Jonas, enseignant intérimaire à New York, et son épouse Angela, avocate, sont tous deux enfants d’immigrés africains. Leur couple se délite, mais ils se refusent à le reconnaître. Partant des rares confidences de sa mère, Jonas cherche à reconstituer les premières années passées en Illinois par ses parents qui, vers 1980, avaient fui la révolution éthiopienne.
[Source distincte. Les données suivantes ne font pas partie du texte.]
//! Result rendering.
//!
//! Turns a `ResultSet` envelope into a `DisplayTable`, which can be written
//! out as an HTML fragment or as a boxed plain-text table.

use std::fmt::{self, Write as _};

use crate::query::ResultSet;

/// Placeholder shown instead of an empty table.
pub const NO_RESULTS_PLACEHOLDER: &str = "No results returned";

/// Maximum width for any column in text output.
const MAX_COLUMN_WIDTH: usize = 40;

/// Minimum width for any column in text output.
const MIN_COLUMN_WIDTH: usize = 4;

/// A rendered result: either the placeholder or a header plus cells.
#[derive(Debug, Clone, PartialEq, Eq)]
pub enum DisplayTable {
    Empty,
    Table {
        headers: Vec<String>,
        rows: Vec<Vec<String>>,
    },
}

/// Builds the display table for an envelope.
///
/// An absent envelope or one without rows becomes `DisplayTable::Empty`.
/// Cells follow `fields` order; a row missing a field gets an empty cell.
pub fn render(envelope: Option<&ResultSet>) -> DisplayTable {
    let Some(envelope) = envelope.filter(|e| !e.is_empty()) else {
        return DisplayTable::Empty;
    };

    let rows = envelope
        .rows
        .iter()
        .map(|record| {
            envelope
                .fields
                .iter()
                .map(|field| {
                    record
                        .get(field)
                        .map(|v| v.to_display_string())
                        .unwrap_or_default()
                })
                .collect()
        })
        .collect();

    DisplayTable::Table {
        headers: envelope.fields.clone(),
        rows,
    }
}

impl DisplayTable {
    pub fn is_empty(&self) -> bool {
        matches!(self, Self::Empty)
    }

    pub fn row_count(&self) -> usize {
        match self {
            Self::Empty => 0,
            Self::Table { rows, .. } => rows.len(),
        }
    }

    /// Renders an HTML fragment styled with Bootstrap table classes.
    pub fn to_html(&self) -> String {
        let (headers, rows) = match self {
            Self::Empty => {
                return format!(
                    "<div class=\"alert alert-info\">{NO_RESULTS_PLACEHOLDER}</div>"
                )
            }
            Self::Table { headers, rows } => (headers, rows),
        };

        let mut html = String::from("<table class=\"table table-striped table-bordered\">");
        html.push_str("<thead><tr>");
        for header in headers {
            let _ = write!(html, "<th>{}</th>", escape_html(header));
        }
        html.push_str("</tr></thead><tbody>");
        for row in rows {
            html.push_str("<tr>");
            for cell in row {
                let _ = write!(html, "<td>{}</td>", escape_html(cell));
            }
            html.push_str("</tr>");
        }
        html.push_str("</tbody></table>");
        html
    }

    fn column_widths(headers: &[String], rows: &[Vec<String>]) -> Vec<usize> {
        let mut widths: Vec<usize> = headers
            .iter()
            .map(|h| h.chars().count().max(MIN_COLUMN_WIDTH))
            .collect();

        for row in rows {
            for (width, cell) in widths.iter_mut().zip(row) {
                *width = (*width).max(cell.chars().count());
            }
        }

        widths.into_iter().map(|w| w.min(MAX_COLUMN_WIDTH)).collect()
    }

    fn write_border(
        f: &mut fmt::Formatter<'_>,
        widths: &[usize],
        left: char,
        mid: char,
        right: char,
    ) -> fmt::Result {
        f.write_char(left)?;
        for (i, &width) in widths.iter().enumerate() {
            f.write_str(&"─".repeat(width + 2))?;
            if i + 1 < widths.len() {
                f.write_char(mid)?;
            }
        }
        f.write_char(right)?;
        f.write_char('\n')
    }

    fn write_cells(f: &mut fmt::Formatter<'_>, cells: &[String], widths: &[usize]) -> fmt::Result {
        f.write_char('│')?;
        for (cell, &width) in cells.iter().zip(widths) {
            write!(f, " {:width$} │", truncate(cell, width), width = width)?;
        }
        f.write_char('\n')
    }
}

impl fmt::Display for DisplayTable {
    fn fmt(&self, f: &mut fmt::Formatter<'_>) -> fmt::Result {
        let (headers, rows) = match self {
            Self::Empty => return writeln!(f, "{NO_RESULTS_PLACEHOLDER}"),
            Self::Table { headers, rows } => (headers, rows),
        };

        let widths = Self::column_widths(headers, rows);

        Self::write_border(f, &widths, '┌', '┬', '┐')?;
        Self::write_cells(f, headers, &widths)?;
        Self::write_border(f, &widths, '├', '┼', '┤')?;
        for row in rows {
            Self::write_cells(f, row, &widths)?;
        }
        Self::write_border(f, &widths, '└', '┴', '┘')?;

        let count = rows.len();
        writeln!(f, "{count} row{} returned", if count == 1 { "" } else { "s" })
    }
}

/// Shortens `s` to `max_width` characters, ending in an ellipsis if cut.
fn truncate(s: &str, max_width: usize) -> String {
    if s.chars().count() <= max_width {
        s.to_string()
    } else if max_width <= 3 {
        s.chars().take(max_width).collect()
    } else {
        let kept: String = s.chars().take(max_width - 3).collect();
        format!("{kept}...")
    }
}

fn escape_html(s: &str) -> String {
    let mut out = String::with_capacity(s.len());
    for c in s.chars() {
        match c {
            '&' => out.push_str("&amp;"),
            '<' => out.push_str("&lt;"),
            '>' => out.push_str("&gt;"),
            '"' => out.push_str("&quot;"),
            '\'' => out.push_str("&#39;"),
            _ => out.push(c),
        }
    }
    out
}

#[cfg(test)]
mod tests {
    use super::*;
    use crate::db::Value;
    use crate::query::Record;
    use pretty_assertions::assert_eq;

    fn envelope(fields: &[&str], rows: Vec<Record>) -> ResultSet {
        ResultSet {
            rows,
            fields: fields.iter().map(|f| f.to_string()).collect(),
            row_count: None,
            total_rows: None,
            message: None,
        }
    }

    #[test]
    fn test_absent_and_empty_envelopes_render_placeholder() {
        assert_eq!(render(None), DisplayTable::Empty);
        assert_eq!(render(Some(&ResultSet::no_results())), DisplayTable::Empty);
        assert_eq!(
            render(Some(&envelope(&["id"], Vec::new()))),
            DisplayTable::Empty
        );
    }

    #[test]
    fn test_cells_follow_field_order() {
        let rows = vec![Record::from_iter([("a", Value::Int(1)), ("b", Value::Int(2))])];

        let table = render(Some(&envelope(&["a", "b"], rows)));

        assert_eq!(
            table,
            DisplayTable::Table {
                headers: vec!["a".into(), "b".into()],
                rows: vec![vec!["1".into(), "2".into()]],
            }
        );
    }

    #[test]
    fn test_fields_reorder_row_keys() {
        let rows = vec![Record::from_iter([("b", Value::Int(2)), ("a", Value::Int(1))])];
        let table = render(Some(&envelope(&["a", "b"], rows)));
        assert_eq!(
            table,
            DisplayTable::Table {
                headers: vec!["a".into(), "b".into()],
                rows: vec![vec!["1".into(), "2".into()]],
            }
        );
    }

    #[test]
    fn test_missing_field_renders_empty_cell() {
        let rows = vec![
            Record::from_iter([("id", Value::Int(1)), ("email", Value::Null)]),
            Record::from_iter([("id", Value::Int(2))]),
        ];

        let table = render(Some(&envelope(&["id", "email"], rows)));

        let DisplayTable::Table { rows, .. } = table else {
            panic!("expected a table");
        };
        assert_eq!(rows[0], vec!["1", "NULL"]);
        assert_eq!(rows[1], vec!["2", ""]);
    }

    #[test]
    fn test_render_is_idempotent() {
        let env = envelope(
            &["name"],
            vec![Record::from_iter([("name", Value::from("jane"))])],
        );
        assert_eq!(render(Some(&env)), render(Some(&env)));
        assert_eq!(
            render(Some(&env)).to_string(),
            render(Some(&env)).to_string()
        );
    }

    #[test]
    fn test_text_table_layout() {
        let env = envelope(
            &["id", "username"],
            vec![Record::from_iter([
                ("id", Value::Int(1)),
                ("username", Value::from("john")),
            ])],
        );

        let text = render(Some(&env)).to_string();

        assert_eq!(
            text,
            "┌──────┬──────────┐\n\
             │ id   │ username │\n\
             ├──────┼──────────┤\n\
             │ 1    │ john     │\n\
             └──────┴──────────┘\n\
             1 row returned\n"
        );
    }

    #[test]
    fn test_text_placeholder() {
        assert_eq!(DisplayTable::Empty.to_string(), "No results returned\n");
    }

    #[test]
    fn test_long_cells_are_truncated_in_text() {
        let long = "x".repeat(60);
        let env = envelope(&["v"], vec![Record::from_iter([("v", Value::from(long))])]);
        let text = render(Some(&env)).to_string();
        assert!(text.contains(&format!("{}...", "x".repeat(37))));
        assert!(!text.contains(&"x".repeat(41)));
    }

    #[test]
    fn test_truncate_counts_characters() {
        assert_eq!(truncate("héllo", 10), "héllo");
        assert_eq!(truncate("ééééééé", 5), "éé...");
        assert_eq!(truncate("abcdef", 2), "ab");
    }

    #[test]
    fn test_html_escapes_cells() {
        let env = envelope(
            &["<b>"],
            vec![Record::from_iter([("<b>", Value::from("a & 'b'"))])],
        );

        let html = render(Some(&env)).to_html();

        assert_eq!(
            html,
            "<table class=\"table table-striped table-bordered\">\
             <thead><tr><th>&lt;b&gt;</th></tr></thead>\
             <tbody><tr><td>a &amp; &#39;b&#39;</td></tr></tbody></table>"
        );
    }

    #[test]
    fn test_html_placeholder() {
        assert_eq!(
            DisplayTable::Empty.to_html(),
            "<div class=\"alert alert-info\">No results returned</div>"
        );
    }
}
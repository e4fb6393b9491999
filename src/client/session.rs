//! Client-side submission state.
//!
//! A `Session` tracks what the learner is looking at. Submissions are
//! last-request-wins: starting a new one cancels the previous submission's
//! token, and a response that arrives for anything but the latest request is
//! dropped without touching the display.

use tokio_util::sync::CancellationToken;
use tracing::debug;

use crate::query::{EvaluationOutcome, SandboxOutcome};
use crate::render::{render, DisplayTable};

/// Identifies one submission within a session.
pub type RequestId = u64;

/// Fallback shown for a wrong answer that carried no error text.
const WRONG_ANSWER_FALLBACK: &str = "Try again!";

/// A submission handed to the caller to perform.
#[derive(Debug, Clone)]
pub struct Submission {
    pub id: RequestId,
    /// Cancelled as soon as a newer submission begins.
    pub cancel: CancellationToken,
}

/// Grading feedback shown above a result table.
#[derive(Debug, Clone, PartialEq, Eq)]
pub enum Feedback {
    Correct(String),
    Wrong(String),
}

#[derive(Debug, Clone, Default, PartialEq, Eq)]
pub enum SubmissionState {
    #[default]
    Idle,
    AwaitingResponse(RequestId),
    Displaying {
        feedback: Option<Feedback>,
        table: DisplayTable,
    },
    ShowingError(String),
}

/// Game score and level.
#[derive(Debug, Clone, Copy, PartialEq, Eq)]
pub struct ScoreBoard {
    pub score: u32,
    pub level: u32,
}

impl Default for ScoreBoard {
    fn default() -> Self {
        Self { score: 0, level: 1 }
    }
}

impl ScoreBoard {
    /// Progress toward the next level, capped at 100.
    pub fn progress_percent(&self) -> f64 {
        let target = f64::from(self.level) * 100.0;
        (f64::from(self.score) * 100.0 / target).min(100.0)
    }

    /// Records a graded answer. Returns true if the level advanced.
    pub fn record(&mut self, correct: bool) -> bool {
        if correct {
            self.score += self.level * 10;
        }
        if self.progress_percent() >= 100.0 {
            self.level += 1;
            return true;
        }
        false
    }
}

#[derive(Debug, Default)]
pub struct Session {
    state: SubmissionState,
    score: ScoreBoard,
    last_id: RequestId,
    in_flight: Option<Submission>,
}

impl Session {
    pub fn new() -> Self {
        Self::default()
    }

    pub fn state(&self) -> &SubmissionState {
        &self.state
    }

    pub fn score(&self) -> ScoreBoard {
        self.score
    }

    /// Starts a submission, superseding any in flight.
    pub fn begin(&mut self) -> Submission {
        if let Some(previous) = self.in_flight.take() {
            debug!(request_id = previous.id, "Superseding in-flight submission");
            previous.cancel.cancel();
        }

        self.last_id += 1;
        let submission = Submission {
            id: self.last_id,
            cancel: CancellationToken::new(),
        };
        self.in_flight = Some(submission.clone());
        self.state = SubmissionState::AwaitingResponse(submission.id);
        submission
    }

    /// Takes the in-flight slot if `id` is still current.
    fn settle(&mut self, id: RequestId) -> bool {
        match &self.in_flight {
            Some(current) if current.id == id => {
                self.in_flight = None;
                true
            }
            _ => {
                debug!(request_id = id, "Discarding stale response");
                false
            }
        }
    }

    /// Applies a sandbox response. Returns false if it was stale.
    pub fn complete_try(&mut self, id: RequestId, outcome: &SandboxOutcome) -> bool {
        if !self.settle(id) {
            return false;
        }

        self.state = if outcome.success {
            SubmissionState::Displaying {
                feedback: None,
                table: render(outcome.result.as_ref()),
            }
        } else {
            let error = outcome.error.clone().unwrap_or_default();
            SubmissionState::ShowingError(match &outcome.hint {
                Some(hint) => format!("{error}\n{hint}"),
                None => error,
            })
        };
        true
    }

    /// Applies a grading response and updates the score. Returns false if
    /// it was stale.
    ///
    /// Only a correct answer shows its result table; a wrong one shows the
    /// feedback alone.
    pub fn complete_check(&mut self, id: RequestId, outcome: &EvaluationOutcome) -> bool {
        if !self.settle(id) {
            return false;
        }

        self.score.record(outcome.correct);
        let (feedback, table) = if outcome.correct {
            (
                Feedback::Correct(outcome.explanation.clone()),
                render(outcome.result.as_ref()),
            )
        } else {
            let reason = outcome
                .error
                .clone()
                .unwrap_or_else(|| WRONG_ANSWER_FALLBACK.to_string());
            (Feedback::Wrong(reason), DisplayTable::Empty)
        };
        self.state = SubmissionState::Displaying {
            feedback: Some(feedback),
            table,
        };
        true
    }

    /// Records a transport failure. Returns false if it was stale.
    pub fn fail(&mut self, id: RequestId, message: impl Into<String>) -> bool {
        if !self.settle(id) {
            return false;
        }
        self.state = SubmissionState::ShowingError(message.into());
        true
    }
}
Mais, affabulateur sincère, il sublime les faits et en dégage un archétype de l’immersion douloureuse dans un pays “d’accueil” de gens venus d’une autre culture.

 

Le premier roman de Dinaw Mengestu (Les belles choses que porte le ciel, Prix du meilleur roman étranger 2007, NB octobre 2007), qui traitait déjà du déracinement, avait été très apprécié pour son rythme, un suspense soutenu et une chute inattendue, qualités qu’on ne retrouve pas dans cette deuxième oeuvre. Celle-ci, cependant, retient l’attention par la psychologie des personnages et parce qu’elle brasse des thèmes divers : l’immigration, bien sûr, que Dinaw Mengestu, né à Addis-abeba, connaît bien, mais aussi la réalité et le rêve, la vie conjugale, la filiation, la peur.